**TASK DESCRIPTION**:
Take the entries below and print, exactly, the stretch from the line containing "let mut reader = VideoReader::open(&args.input)?;" through the line containing "info.width, info.height, info.fps)?;", both included.

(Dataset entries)
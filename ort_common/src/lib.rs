//! YOLOv8 object detection on top of onnxruntime.

pub mod model;
pub mod yolov8;

pub use model::{ModelVariant, load_session};
pub use yolov8::YoloV8;
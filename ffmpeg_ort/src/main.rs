mod report;

use std::path::PathBuf;
use std::process::ExitCode;
use std::sync::atomic::{AtomicBool, Ordering};
use std::sync::Arc;

use clap::Parser;
use ffmpeg_common::{VideoReader, VideoWriter};
use inference_common::annotate::FrameAnnotator;
use inference_common::error::PipelineError;
use inference_common::frame_meta::FrameMeta;
use inference_common::pipeline::{Pipeline, RunSummary};
use inference_common::threshold::{Threshold, DEFAULT_CONFIDENCE};
use inference_common::video::FrameSource;
use inference_common::video_meta::VideoMeta;
use ort_common::{load_session, ModelVariant, YoloV8};
use tracing_subscriber::prelude::*;

/// Detects objects in a video with yolov8 and writes an annotated copy.
#[derive(Debug, Parser)]
pub struct Args {
    /// Path to input video file (.mp4/.avi/.mov/.mkv).
    #[arg(long, short)]
    input: PathBuf,
    /// Where to save the annotated video.
    #[arg(long, short)]
    output: PathBuf,
    /// Confidence threshold (0.0 - 1.0).
    #[arg(long, short, default_value_t = DEFAULT_CONFIDENCE, allow_negative_numbers = true)]
    confidence: f32,
    /// Yolov8 model to use, yolov8n is the fastest.
    #[arg(long, short, value_enum, default_value_t = ModelVariant::Nano)]
    model: ModelVariant,
    /// Directory holding the exported `<model>.onnx` files.
    #[arg(long, default_value = "_models")]
    models_dir: PathBuf,
    /// Whether to attempt to use `cuda` hw acceleration.
    /// This may silently fail and fallback to cpu acceleration presently.
    #[arg(long, action, default_value = "false")]
    cuda: bool,
    /// Font for box captions; boxes are drawn without captions if it can't be loaded.
    #[arg(long, default_value = "_models/DejaVuSans.ttf")]
    font: PathBuf,
    /// Also write per-frame detections and the final counts to this json file.
    #[arg(long)]
    json: Option<PathBuf>,
    /// Print progress every this many frames.
    #[arg(long, default_value_t = 30, value_parser = clap::value_parser!(u64).range(1..))]
    progress_every: u64,
}

/// Argument checks done before anything is opened or created.
fn validate(args: &Args) -> Result<Threshold, PipelineError> {
    if !args.input.exists() {
        return Err(PipelineError::InvalidInputPath(args.input.clone()));
    }
    Threshold::new(args.confidence)
}

fn run(args: &Args, threshold: Threshold, cancel: Arc<AtomicBool>) -> Result<RunSummary, PipelineError> {
    let model_path = args.model.onnx_path(&args.models_dir);
    println!("Loading model {}...", args.model);
    let mut detector = YoloV8::new(load_session(&model_path, args.cuda)?);

    println!("Opening video: {:?}", args.input);
    let mut reader = VideoReader::open(&args.input)?;
    let info = reader.info();
    println!("{}", report::video_properties(&info));

    let mut writer = VideoWriter::create(&args.output, info.width, info.height, info.fps)?;

    println!("Processing video...");
    println!("Confidence threshold: {threshold}");
    let pipeline = Pipeline::new(FrameAnnotator::with_font_or_boxes_only(&args.font), threshold)
        .with_cancel_flag(cancel);

    let mut video_meta = args.json.as_ref().map(|_| {
        VideoMeta::new(args.input.clone(), args.output.clone(), &info, threshold.value())
    });
    let summary = pipeline.run(&mut reader, &mut detector, &mut writer, |frame| {
        if frame.progress.processed % args.progress_every == 0 {
            println!("Progress: {}", frame.progress);
        }
        if let Some(meta) = video_meta.as_mut() {
            meta.push(FrameMeta {
                index: frame.index,
                detections: frame.detections.to_vec(),
            });
        }
    })?;
    // release input and output before reporting
    drop(writer);
    drop(reader);

    if let (Some(path), Some(mut meta)) = (&args.json, video_meta) {
        meta.tally = summary.tally.clone();
        log::info!("Writing output json file, {} frames: {path:?}", meta.frames.len());
        meta.write_json(path)?;
    }

    // Print perf stats, ignoring first (outlier) frame.
    log::info!("Average frame times: {:?}", summary.times.avg(true));
    log::info!("Min frame times: {:?}", summary.times.min(true));
    log::info!("Max frame times: {:?}", summary.times.max(true));

    Ok(summary)
}

#[tokio::main]
async fn main() -> ExitCode {
    // Initialize logging.
    tracing_subscriber::registry()
        .with(
            tracing_subscriber::EnvFilter::try_from_default_env()
                .unwrap_or_else(|_| "warn,ffmpeg_ort=info,inference_common=info".into()),
        )
        .with(tracing_subscriber::fmt::layer())
        .init();

    let args = Args::parse();

    let threshold = match validate(&args) {
        Ok(threshold) => threshold,
        Err(e) => {
            eprintln!("Error: {e}");
            return ExitCode::FAILURE;
        }
    };

    // Ctrl-C stops the run between frames, so the output is still finalized.
    let cancel = Arc::new(AtomicBool::new(false));
    let shutdown_signal = Arc::clone(&cancel);
    tokio::spawn(async move {
        if tokio::signal::ctrl_c().await.is_ok() {
            log::info!("Received interrupt signal");
            shutdown_signal.store(true, Ordering::Relaxed);
        }
    });

    let output = args.output.clone();
    let job = tokio::task::spawn_blocking(move || run(&args, threshold, cancel)).await;

    match job {
        Ok(Ok(summary)) if summary.cancelled => {
            println!("\n{}", report::cancelled(&summary));
            ExitCode::SUCCESS
        }
        Ok(Ok(summary)) => {
            println!("\n{}", report::finished(&summary, &output));
            ExitCode::SUCCESS
        }
        Ok(Err(e)) => {
            eprintln!("\nError during processing: {e:#}");
            ExitCode::FAILURE
        }
        Err(e) => {
            eprintln!("\nError during processing: {e}");
            ExitCode::FAILURE
        }
    }
}
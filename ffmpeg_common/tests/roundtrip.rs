use std::path::Path;

use ffmpeg_common::{VideoReader, VideoWriter};
use image::{Rgb, RgbImage};
use inference_common::annotate::FrameAnnotator;
use inference_common::bbox::Bbox;
use inference_common::error::PipelineError;
use inference_common::pipeline::Pipeline;
use inference_common::testing::ScriptedDetector;
use inference_common::threshold::Threshold;
use inference_common::video::{FrameSink, FrameSource};

const W: u32 = 64;
const H: u32 = 48;

fn write_video(path: &Path, frames: usize, fps: u32) {
    let mut writer = VideoWriter::create(path, W, H, fps).unwrap();
    for i in 0..frames {
        let frame = RgbImage::from_pixel(W, H, Rgb([(i * 20) as u8, 100, 200]));
        writer.write_frame(&frame).unwrap();
    }
    writer.finish().unwrap();
}

fn count_frames(reader: &mut VideoReader) -> usize {
    let mut n = 0;
    while let Some(frame) = reader.read_frame().unwrap() {
        assert_eq!(frame.dimensions(), (W, H));
        n += 1;
    }
    n
}

#[test]
fn test_written_video_reads_back_with_same_shape() {
    let dir = tempfile::tempdir().unwrap();
    let path = dir.path().join("clip.mp4");
    write_video(&path, 12, 10);

    let mut reader = VideoReader::open(&path).unwrap();
    let info = reader.info();
    assert_eq!((info.width, info.height, info.fps), (W, H, 10));
    assert_eq!(count_frames(&mut reader), 12);
    // end of stream is sticky
    assert!(reader.read_frame().unwrap().is_none());
}

#[test]
fn test_missing_input_is_open_error() {
    let err = VideoReader::open(Path::new("/definitely/not/here.mp4"))
        .err()
        .unwrap();
    assert!(matches!(err, PipelineError::OpenError { .. }));
}

#[test]
fn test_non_video_input_is_open_error() {
    let dir = tempfile::tempdir().unwrap();
    let path = dir.path().join("notes.mp4");
    std::fs::write(&path, b"this is not a video container").unwrap();
    assert!(matches!(
        VideoReader::open(&path),
        Err(PipelineError::OpenError { .. })
    ));
}

#[test]
fn test_unwritable_output_is_create_error() {
    let dir = tempfile::tempdir().unwrap();
    let path = dir.path().join("missing_dir").join("out.mp4");
    assert!(matches!(
        VideoWriter::create(&path, W, H, 30),
        Err(PipelineError::CreateError { .. })
    ));
    assert!(matches!(
        VideoWriter::create(&dir.path().join("zero.mp4"), W, H, 0),
        Err(PipelineError::CreateError { .. })
    ));
}

#[test]
fn test_mismatched_frame_is_rejected() {
    let dir = tempfile::tempdir().unwrap();
    let mut writer = VideoWriter::create(&dir.path().join("out.mp4"), W, H, 30).unwrap();
    let wrong = RgbImage::new(W / 2, H);
    assert!(writer.write_frame(&wrong).is_err());
    assert_eq!(writer.frames_written(), 0);
}

#[test]
fn test_dropped_handles_release_the_files() {
    let dir = tempfile::tempdir().unwrap();
    let input = dir.path().join("in.mp4");
    let output = dir.path().join("out.mp4");
    write_video(&input, 6, 15);

    // stop halfway without calling finish, as an interrupted run would
    {
        let mut reader = VideoReader::open(&input).unwrap();
        let mut writer = VideoWriter::create(&output, W, H, 15).unwrap();
        for _ in 0..3 {
            let frame = reader.read_frame().unwrap().unwrap();
            writer.write_frame(&frame).unwrap();
        }
    }

    // both paths can be opened again, and the partial output is a valid video
    let mut reader = VideoReader::open(&input).unwrap();
    assert_eq!(count_frames(&mut reader), 6);
    let mut partial = VideoReader::open(&output).unwrap();
    assert_eq!(count_frames(&mut partial), 3);
    let mut writer = VideoWriter::create(&output, W, H, 15).unwrap();
    writer.finish().unwrap();
}

#[test]
fn test_pipeline_keeps_frame_count_size_and_rate() {
    let dir = tempfile::tempdir().unwrap();
    let input = dir.path().join("in.mp4");
    let output = dir.path().join("out.mp4");
    write_video(&input, 9, 12);

    let mut reader = VideoReader::open(&input).unwrap();
    let info = reader.info();
    let mut writer = VideoWriter::create(&output, info.width, info.height, info.fps).unwrap();
    let person = (0, Bbox::new(4.0, 4.0, 40.0, 40.0, 0.9));
    let mut detector = ScriptedDetector::new(vec![vec![person]; 5]);

    let summary = Pipeline::new(FrameAnnotator::default(), Threshold::default())
        .run(&mut reader, &mut detector, &mut writer, |_| {})
        .unwrap();
    drop(writer);

    assert_eq!(summary.frames_processed, 9);
    assert_eq!(summary.tally.get("person"), 5);

    let mut annotated = VideoReader::open(&output).unwrap();
    let out_info = annotated.info();
    assert_eq!((out_info.width, out_info.height, out_info.fps), (W, H, 12));
    assert_eq!(count_frames(&mut annotated), 9);
}
//! Runs the detector on a frame and draws its detections onto a copy.

use std::path::Path;

use ab_glyph::{FontArc, PxScale};
use anyhow::Context;
use image::{Rgb, RgbImage};
use imageproc::drawing::{draw_filled_rect_mut, draw_hollow_rect_mut, draw_text_mut, text_size};
use imageproc::rect::Rect;

use crate::detector::{Detection, Detector};
use crate::threshold::Threshold;

const BOX_THICKNESS: i32 = 2;
const LABEL_SCALE: f32 = 16.0;
const LABEL_PADDING: i32 = 2;
const TEXT_COLOR: Rgb<u8> = Rgb([255, 255, 255]);

// Cycled by class index.
const PALETTE: [[u8; 3]; 20] = [
    [255, 56, 56],
    [255, 157, 151],
    [255, 112, 31],
    [255, 178, 29],
    [207, 210, 49],
    [72, 249, 10],
    [146, 204, 23],
    [61, 219, 134],
    [26, 147, 52],
    [0, 212, 187],
    [44, 153, 168],
    [0, 194, 255],
    [52, 69, 147],
    [100, 115, 255],
    [0, 24, 236],
    [132, 56, 255],
    [82, 0, 133],
    [203, 56, 255],
    [255, 149, 200],
    [255, 55, 199],
];

pub fn class_color(class_idx: usize) -> Rgb<u8> {
    Rgb(PALETTE[class_idx % PALETTE.len()])
}

/// Result of annotating one frame.
#[derive(Debug, Clone)]
pub struct AnnotatedFrame {
    pub detections: Vec<Detection>,
    pub image: RgbImage,
}

/// Draws boxes and `<label> <confidence>` captions.
/// Without a font only the boxes are drawn.
#[derive(Debug, Clone, Default)]
pub struct FrameAnnotator {
    font: Option<FontArc>,
}

impl FrameAnnotator {
    pub fn new(font: Option<FontArc>) -> Self {
        Self { font }
    }

    /// Loads the caption font from a ttf/otf file.
    pub fn with_font_file(path: &Path) -> anyhow::Result<Self> {
        let bytes = std::fs::read(path).with_context(|| format!("Failed to read font {path:?}"))?;
        let font = FontArc::try_from_vec(bytes)
            .with_context(|| format!("Failed to parse font {path:?}"))?;
        Ok(Self::new(Some(font)))
    }

    /// Uses the font at `path` if it loads, otherwise falls back to boxes only.
    pub fn with_font_or_boxes_only(path: &Path) -> Self {
        match Self::with_font_file(path) {
            Ok(annotator) => {
                log::debug!("Loaded caption font from {path:?}");
                annotator
            }
            Err(e) => {
                log::warn!("{e:#}; drawing boxes without captions");
                Self::default()
            }
        }
    }

    pub fn has_font(&self) -> bool {
        self.font.is_some()
    }

    /// Invokes the detector once on `frame` and renders what it found.
    pub fn annotate<D: Detector + ?Sized>(
        &self,
        detector: &mut D,
        frame: &RgbImage,
        threshold: Threshold,
    ) -> anyhow::Result<AnnotatedFrame> {
        let detections = self.detect(detector, frame, threshold)?;
        let image = self.draw(frame, &detections);
        Ok(AnnotatedFrame { detections, image })
    }

    /// Detections on `frame` at or above `threshold`, every one labelled.
    pub fn detect<D: Detector + ?Sized>(
        &self,
        detector: &mut D,
        frame: &RgbImage,
        threshold: Threshold,
    ) -> anyhow::Result<Vec<Detection>> {
        let mut detections = detector
            .detect(frame, threshold)
            .context("Inference failed")?;
        detections.retain(|d| threshold.admits(d.confidence()));
        for det in detections.iter_mut().filter(|d| d.label.is_empty()) {
            det.label = detector
                .class_name(det.class_idx)
                .unwrap_or("unknown")
                .to_owned();
        }
        Ok(detections)
    }

    /// A copy of `frame` with `detections` drawn on it.
    pub fn draw(&self, frame: &RgbImage, detections: &[Detection]) -> RgbImage {
        let mut image = frame.clone();
        for det in detections {
            self.draw_detection(&mut image, det);
        }
        image
    }

    fn draw_detection(&self, image: &mut RgbImage, det: &Detection) {
        let (img_w, img_h) = image.dimensions();
        let b = det.bbox.clamp_to(img_w as f32, img_h as f32);
        let color = class_color(det.class_idx);

        let x = b.xmin.round() as i32;
        let y = b.ymin.round() as i32;
        let w = b.width().round() as u32;
        let h = b.height().round() as u32;
        for inset in 0..BOX_THICKNESS {
            let (iw, ih) = (
                w.saturating_sub(2 * inset as u32),
                h.saturating_sub(2 * inset as u32),
            );
            if iw == 0 || ih == 0 {
                break;
            }
            draw_hollow_rect_mut(image, Rect::at(x + inset, y + inset).of_size(iw, ih), color);
        }

        let Some(font) = &self.font else {
            return;
        };
        let caption = format!("{} {:.2}", det.label, det.confidence());
        let scale = PxScale::from(LABEL_SCALE);
        let (text_w, text_h) = text_size(scale, font, &caption);
        let bg_w = text_w + 2 * LABEL_PADDING as u32;
        let bg_h = text_h + 2 * LABEL_PADDING as u32;
        // Above the box when there is room, inside it otherwise.
        let label_y = if y >= bg_h as i32 { y - bg_h as i32 } else { y };
        draw_filled_rect_mut(image, Rect::at(x, label_y).of_size(bg_w, bg_h), color);
        draw_text_mut(
            image,
            TEXT_COLOR,
            x + LABEL_PADDING,
            label_y + LABEL_PADDING,
            scale,
            font,
            &caption,
        );
    }
}

#[cfg(test)]
mod tests {
    use super::*;
    use crate::bbox::Bbox;
    use crate::testing::ScriptedDetector;

    fn gray_frame() -> RgbImage {
        RgbImage::from_pixel(64, 48, Rgb([40, 40, 40]))
    }

    #[test]
    fn test_no_detections_leaves_frame_untouched() {
        let mut detector = ScriptedDetector::new(vec![vec![]]);
        let frame = gray_frame();
        let out = FrameAnnotator::default()
            .annotate(&mut detector, &frame, Threshold::default())
            .unwrap();
        assert!(out.detections.is_empty());
        assert_eq!(out.image, frame);
    }

    #[test]
    fn test_boxes_are_drawn_and_low_scores_dropped() {
        let mut detector = ScriptedDetector::new(vec![vec![
            (0, Bbox::new(10.0, 10.0, 30.0, 30.0, 0.9)),
            (2, Bbox::new(40.0, 5.0, 60.0, 20.0, 0.3)),
        ]])
        .ignoring_threshold();
        let frame = gray_frame();
        let out = FrameAnnotator::default()
            .annotate(&mut detector, &frame, Threshold::new(0.5).unwrap())
            .unwrap();

        assert_eq!(out.detections.len(), 1);
        assert_eq!(out.detections[0].label, "person");
        assert_eq!(*out.image.get_pixel(10, 10), class_color(0));
        assert_eq!(*out.image.get_pixel(11, 20), class_color(0));
        // interior and the rejected box stay as they were
        assert_eq!(out.image.get_pixel(20, 20), frame.get_pixel(20, 20));
        assert_eq!(out.image.get_pixel(40, 5), frame.get_pixel(40, 5));
    }

    #[test]
    fn test_box_outside_frame_is_clamped() {
        let mut detector =
            ScriptedDetector::new(vec![vec![(1, Bbox::new(-20.0, -20.0, 100.0, 100.0, 0.8))]]);
        let out = FrameAnnotator::default()
            .annotate(&mut detector, &gray_frame(), Threshold::default())
            .unwrap();
        assert_eq!(*out.image.get_pixel(0, 0), class_color(1));
        assert_eq!(*out.image.get_pixel(63, 47), class_color(1));
    }

    #[test]
    fn test_missing_font_falls_back_to_boxes() {
        let annotator = FrameAnnotator::with_font_or_boxes_only(Path::new("/nonexistent/font.ttf"));
        assert!(!annotator.has_font());
    }
}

**WRITTEN RESPONSE**:
    let mut reader = VideoReader::open(&args.input)?;
    let info = reader.info();
    println!("{}", report::video_properties(&info));

    let mut writer = VideoWriter::create(&args.output, info.width, info.height, info.fps)?;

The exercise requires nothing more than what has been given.